Could you show also the output of:
sudo vtysh -c 'show running-config' | tee
sudo journalctl -b /usr/lib/frr/staticd | tee
Here is the output after a fresh reboot
vyos:[~] $ sudo vtysh -c 'show running-config' | tee
Building configuration...
Current configuration:
!
frr version 7.5.1-20210801-00-g8bed329e4
frr defaults traditional
hostname vyos
log syslog
log facility local7
service integrated-vtysh-config
!
ip route 0.0.0.0/0 pppoe0
!
line vty
!
end
vyos:[~] $ sudo journalctl -b /usr/lib/frr/staticd | tee
-- Logs begin at Thu 2021-08-26 17:02:42 UTC, end at Thu 2021-08-26 17:03:31 UTC. --
-- No entries --
Here is output once the fix has been applied
Building configuration...
Current configuration:
!
frr version 7.5.1-20210801-00-g8bed329e4
frr defaults traditional
hostname vyos
log syslog
log facility local7
service integrated-vtysh-config
!
ip route 0.0.0.0/0 wg1 table 30
ip route 0.0.0.0/0 wg2 table 20
ip route 0.0.0.0/0 pppoe0
!
line vty
!
end
vyos:[~] $ sudo journalctl -b /usr/lib/frr/staticd | tee
-- Logs begin at Thu 2021-08-26 15:14:48 UTC, end at Thu 2021-08-26 17:02:06 UTC. --
-- No entries --
does some script run when wg interface goes up? It might only handle main route table.

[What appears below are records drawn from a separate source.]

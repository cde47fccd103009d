//! Actions control the traversal of a program.
use dass_utils::DassResult;

/// Result of performing a visit.
pub type VisResult = DassResult<Action>;

/// Action performed at the end of visiting a function.
#[derive(Debug, PartialEq, Eq)]
pub enum Action {
    /// Continue with the next step of the traversal.
    Continue,
    /// Skip the rest of the current function. The remaining functions are
    /// still visited.
    Stop,
}

impl Action {
    /// Run the traversal specified by `next` if this traversal succeeds.
    /// If the result of this traversal is not `Action::Continue`, do not
    /// run `next()`.
    pub(super) fn and_then<F>(self, mut next: F) -> VisResult
    where
        F: FnMut() -> VisResult,
    {
        match self {
            Action::Continue => next(),
            Action::Stop => Ok(self),
        }
    }
}
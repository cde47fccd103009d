//! Driver for the DASS compiler.
use crate::cmdline::{EmitFormat, Opts};
use dass_ir as ir;
use dass_opt::pass_manager::{PassManager, PassResult};
use dass_utils::Error;
use std::io::{self, Write};

/// Run the compiler from the command line.
pub fn run_compiler() -> PassResult<()> {
    // parse the command line arguments into Opts struct
    let mut opts = Opts::get_opts()?;

    // enable tracing
    env_logger::Builder::new()
        .format_timestamp(None)
        .filter_level(opts.log_level)
        .target(env_logger::Target::Stderr)
        .init();

    let pm = PassManager::default_passes()?;

    // list all the avaliable pass options when flag --list-passes is enabled
    if opts.list_passes {
        println!("{}", pm.complete_help());
        return Ok(());
    }

    let mut ctx = if opts.file.as_os_str() == "-" {
        ir::Context::from_reader(io::stdin().lock())?
    } else {
        let file = std::fs::File::open(&opts.file).map_err(|e| {
            Error::configuration(format!(
                "cannot open `{}': {e}",
                opts.file.display()
            ))
        })?;
        ir::Context::from_reader(io::BufReader::new(file))?
    };
    log::info!("read {} functions", ctx.functions.len());
    // Extra options for the passes
    ctx.extra_opts = opts.extra_opts.drain(..).collect();

    // Run all passes specified by the command line
    pm.execute_plan(&mut ctx, &opts.pass, &opts.disable_pass, opts.dump_ir)?;

    // Print out the program after transformation.
    let out = &mut opts.output.get_write()?;
    match opts.emit {
        EmitFormat::Json => writeln!(out, "{}", ctx.to_json()?)?,
        EmitFormat::Text => ir::Printer::write_context(&ctx, out)?,
    }
    out.flush()?;
    Ok(())
}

Create some dummy route on wg interface (for example, to 1.1.1.1/32 ), and see if this dummy route is present after start-up
The problem is clear - routing tables 10 and 20 are not presented in the FRR. The question is: why?
I would expect to see at least anything in logs that may show the reasons, but there are empty.
I tested again with openvpn same result doesnt matter if its wireguard or not tables arent created at reboot. Also tried with just one table.
1.2.7 seems to handle it fine:
set protocols static interface-route 0.0.0.1/32 next-hop-interface wg0
set protocols static table 2 interface-route 0.0.0.2/32 next-hop-interface wg0
After reboot:
vyos@vyos:~$ sudo ip r s t 2
0.0.0.2 dev wg0 proto static metric 20
vyos@vyos:~$ sudo ip r s
default via 10.31.76.249 dev eth0 proto ospf metric 20
0.0.0.1 dev wg0 proto static metric 20
Seems obvious, but a simple reminder… Are you commiting and saving changes?